If Democrat Wendy Davis falls short in her bid to become the next governor of Texas - which seems likely, given current polling data - she can at least be sure it wasn't because she pulled any punches in her campaign advertisements.
In a brutal ad released this week, Davis' campaign notes that Abbott, who's been using a wheelchair since he was partially paralyzed by a falling tree in 1984, sued and received millions of dollars in compensation for his injury. But since then, the ad charges, Abbott has built a career on denying other victims the same justice he received.
"A tree fell on Greg Abbott," the narrator says as an empty wheelchair is shown onscreen. "He sued and got millions. Since then, he's spent his career working against other victims."
"Abbott argued a woman whose leg was amputated was not disabled because she had an artificial limb," the ad continues. "He ruled against a rape victim who sued a corporation for failing to do a background check on a sexual predator. He sided with a hospital that failed to stop a dangerous surgeon who paralyzed patients."
"Greg Abbott: he's not for you," the ad concludes.
The spot predictably created a firestorm of controversy. Abbott's campaign condemned the ad and said it should "disqualify" Davis from voters' consideration.
"It is challenging to find language strong enough to condemn Sen. Davis' disgusting television ad, which represents a historic low for someone seeking to represent Texans," Abbott spokeswoman Amelia Chasse told CNN. "Sen. Davis' ad shows a disturbing lack of judgment from a desperate politician and completely disqualifies her from seeking higher office in Texas."
The Davis campaign, though, said the ad's charges were fair game.

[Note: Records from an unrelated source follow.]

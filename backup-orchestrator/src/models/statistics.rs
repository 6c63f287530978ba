use crate::error::Result;
use crate::models::backup_job::JobType;
use crate::models::{from_db_time, to_db_time, JobState};
use chrono::{DateTime, Utc};
use rusqlite::{params, Connection, OptionalExtension};
use serde::{Deserialize, Serialize};

#[derive(Debug, Clone, PartialEq, Serialize, Deserialize)]
#[serde(rename_all = "camelCase")]
pub struct LastBackupSummary {
    pub id: String,
    pub name: String,
    #[serde(rename = "type")]
    pub job_type: JobType,
    pub state: JobState,
    pub started_at: DateTime<Utc>,
    pub size_bytes: Option<i64>,
}

/// Derived view over live backup jobs; never consulted for job state.
#[derive(Debug, Clone, PartialEq, Serialize, Deserialize)]
#[serde(rename_all = "camelCase")]
pub struct BackupStatistics {
    pub total: i64,
    pub succeeded: i64,
    pub failed: i64,
    pub last_backup: Option<LastBackupSummary>,
    pub average_duration_seconds: f64,
    pub total_storage_bytes: i64,
    pub computed_at: DateTime<Utc>,
}

pub fn compute(conn: &Connection) -> Result<BackupStatistics> {
    let (total, succeeded, failed, average, storage) = conn.query_row(
        "SELECT COUNT(*),
                COALESCE(SUM(state = 'completed'), 0),
                COALESCE(SUM(state = 'failed'), 0),
                COALESCE(AVG(CASE WHEN state = 'completed' THEN duration_seconds END), 0.0),
                COALESCE(SUM(CASE WHEN state = 'completed' THEN size_bytes END), 0)
         FROM backup_jobs WHERE deleted_at IS NULL",
        [],
        |row| {
            Ok((
                row.get::<_, i64>(0)?,
                row.get::<_, i64>(1)?,
                row.get::<_, i64>(2)?,
                row.get::<_, f64>(3)?,
                row.get::<_, i64>(4)?,
            ))
        },
    )?;

    let last_backup = conn
        .query_row(
            "SELECT id, name, job_type, state, started_at, size_bytes FROM backup_jobs
             WHERE deleted_at IS NULL ORDER BY started_at DESC LIMIT 1",
            [],
            |row| {
                let job_type: String = row.get(2)?;
                Ok(LastBackupSummary {
                    id: row.get(0)?,
                    name: row.get(1)?,
                    job_type: job_type.parse().map_err(|e: String| {
                        rusqlite::Error::FromSqlConversionFailure(2, rusqlite::types::Type::Text, e.into())
                    })?,
                    state: row.get(3)?,
                    started_at: from_db_time("started_at", row.get(4)?)?,
                    size_bytes: row.get(5)?,
                })
            },
        )
        .optional()?;

    Ok(BackupStatistics {
        total,
        succeeded,
        failed,
        last_backup,
        average_duration_seconds: average,
        total_storage_bytes: storage,
        computed_at: Utc::now(),
    })
}

pub fn save_snapshot(conn: &Connection, stats: &BackupStatistics) -> Result<()> {
    conn.execute(
        "INSERT INTO backup_statistics (id, snapshot, computed_at) VALUES (1, ?1, ?2)
         ON CONFLICT(id) DO UPDATE SET snapshot = excluded.snapshot, computed_at = excluded.computed_at",
        params![serde_json::to_string(stats)?, to_db_time(&stats.computed_at)],
    )?;
    Ok(())
}

pub fn load_snapshot(conn: &Connection) -> Result<Option<BackupStatistics>> {
    let raw: Option<String> = conn
        .query_row("SELECT snapshot FROM backup_statistics WHERE id = 1", [], |row| row.get(0))
        .optional()?;
    Ok(raw.map(|s| serde_json::from_str(&s)).transpose()?)
}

"What this ad shows is that after rightly seeking justice for himself, Greg Abbott turned around and spent his entire career denying that same kind of justice to other victims," Zac Petkanas, Davis' communications director, told The Huffington Post. "Whether they were victims of brutal rape, whether they were disabled individuals, or whether they were patients who were maimed by a surgeon who was under the influence. These are important questions that Texans have a right to know about."
Abbott, the state's attorney general and a former Texas Supreme Court justice, is nursing a healthy lead in the polls over Davis. The latest figures from the CBS News/New York Times battleground tracker, released this week, show Abbott ahead, 54 to 40 percent.
Davis, a state senator, first burst onto the national stage in June 2013 after she temporarily delayed the passage of an anti-abortion bill through the state legislature by mounting a one-woman filibuster. The bill was ultimately muscled through over her objections.